The second thing is to accelerate the resolution of the home mortgage crisis, which would make businesses more eager to borrow, expand and consumers more willing to spend. These kinds of financial crises typically take about five years to get over. What we're really trying to do is beat the historical trend by getting over it more quickly. We can't do that unless we do on a larger scale what we did in the S&L crisis, which is to flush the debt quicker.

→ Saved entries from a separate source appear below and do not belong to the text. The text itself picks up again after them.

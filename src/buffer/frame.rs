//! Frame - a slot in the buffer pool.
//!
//! A [`Frame`] holds a page buffer plus the metadata needed for buffer
//! management:
//! - Which page is loaded (or [`PageId::INVALID`] when free)
//! - Pin count for reference counting
//! - Dirty flag for write-back tracking

use std::sync::Arc;

use parking_lot::RwLock;

use crate::common::PageId;
use crate::storage::page::Page;

/// A frame in the buffer pool.
///
/// Frames are the "slots" in the buffer pool; each can hold one page. The
/// pool allocates a fixed number of frames at startup and never destroys
/// them.
///
/// Metadata (`page_id`, `pin_count`, `is_dirty`) is plain data: it is only
/// read or written while the pool latch is held, so no per-field
/// synchronization is needed. The page buffer itself sits behind an
/// `Arc<RwLock<_>>` so callers holding a [`PageRef`](crate::buffer::PageRef)
/// can read and write page bytes after the latch is released.
pub struct Frame {
    /// The page data. Shared with outstanding page handles.
    data: Arc<RwLock<Page>>,

    /// Which page is currently loaded, or INVALID if the frame is free.
    page_id: PageId,

    /// Number of active borrowers of this frame.
    pin_count: u32,

    /// Whether the page has been modified since it was loaded.
    is_dirty: bool,
}

impl Frame {
    /// Create a new free frame.
    pub fn new() -> Self {
        Self {
            data: Arc::new(RwLock::new(Page::new())),
            page_id: PageId::INVALID,
            pin_count: 0,
            is_dirty: false,
        }
    }

    /// Shared handle to the page buffer.
    #[inline]
    pub fn data(&self) -> Arc<RwLock<Page>> {
        Arc::clone(&self.data)
    }

    /// The page this frame holds, INVALID when free.
    #[inline]
    pub fn page_id(&self) -> PageId {
        self.page_id
    }

    /// Bind the frame to a page.
    #[inline]
    pub fn set_page_id(&mut self, page_id: PageId) {
        self.page_id = page_id;
    }

    /// Increment the pin count. Returns the new pin count.
    #[inline]
    pub fn pin(&mut self) -> u32 {
        self.pin_count += 1;
        self.pin_count
    }

    /// Decrement the pin count. Returns the new pin count.
    ///
    /// The caller checks for a positive pin count first; decrementing a
    /// zero pin count is a bug in the pool itself.
    #[inline]
    pub fn unpin(&mut self) -> u32 {
        debug_assert!(self.pin_count > 0, "pin count underflow");
        self.pin_count -= 1;
        self.pin_count
    }

    /// Current pin count.
    #[inline]
    pub fn pin_count(&self) -> u32 {
        self.pin_count
    }

    /// Check if the frame is currently pinned.
    #[inline]
    pub fn is_pinned(&self) -> bool {
        self.pin_count > 0
    }

    /// Mark the frame as dirty (modified since load).
    #[inline]
    pub fn mark_dirty(&mut self) {
        self.is_dirty = true;
    }

    /// Clear the dirty flag after a write-back.
    #[inline]
    pub fn clear_dirty(&mut self) {
        self.is_dirty = false;
    }

    /// Check if the frame is dirty.
    #[inline]
    pub fn is_dirty(&self) -> bool {
        self.is_dirty
    }

    /// Check if the frame holds no page.
    #[inline]
    pub fn is_free(&self) -> bool {
        self.page_id == PageId::INVALID
    }

    /// Return the frame to its free state: no page, unpinned, clean,
    /// zeroed buffer.
    pub fn reset(&mut self) {
        self.data.write().reset();
        self.page_id = PageId::INVALID;
        self.pin_count = 0;
        self.is_dirty = false;
    }
}

impl Default for Frame {
    fn default() -> Self {
        Self::new()
    }
}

The third category includes things that will strengthen our position today and tomorrow. We need to bring back manufacturing. We need to focus on exports. We need to focus on green technologies. There are dozens of things we could do that would create jobs.

Mortgage relief

I cannot emphasize the boost I think it would give the economy if we had a system that said to people whose homes are worth less than the mortgages that you can write down your mortgages to the value of your home if you can make the payment. Or you can extend the mortgage out and lower the interest rate. I don't think we ought to keep dumping these houses on the market when it's so depressed. Can we get the votes to do it? I don't know. When the Tea Party started, they seemed to object to the bailout of the big banks, claiming they were being protected from their own mistakes. That was true, but irrelevant. If a financial collapse had happened, we would have all paid. Now a lot of people argue that you shouldn't rewrite these mortgages because people never should have taken them out in the first place. There's a big problem with that thinking. The market is so depressed that it's hurting everyone else.

Tax reform

The only fair thing to do is a version of what we did with individual tax reform back in the '80s. We need to broaden the tax base by cutting down on deductions and credits and lower rates. I think Congress will do that within a year. I would also like to see money repatriated now for free, with no taxes. We're the only rich country in the world that still imposes taxes on corporations on money they earn overseas. I think they ought to bring it back for nothing if they put people to work with it. And if they want to spend it on compensation or stock buybacks or dividends, let them pay the long-term capital gains rate.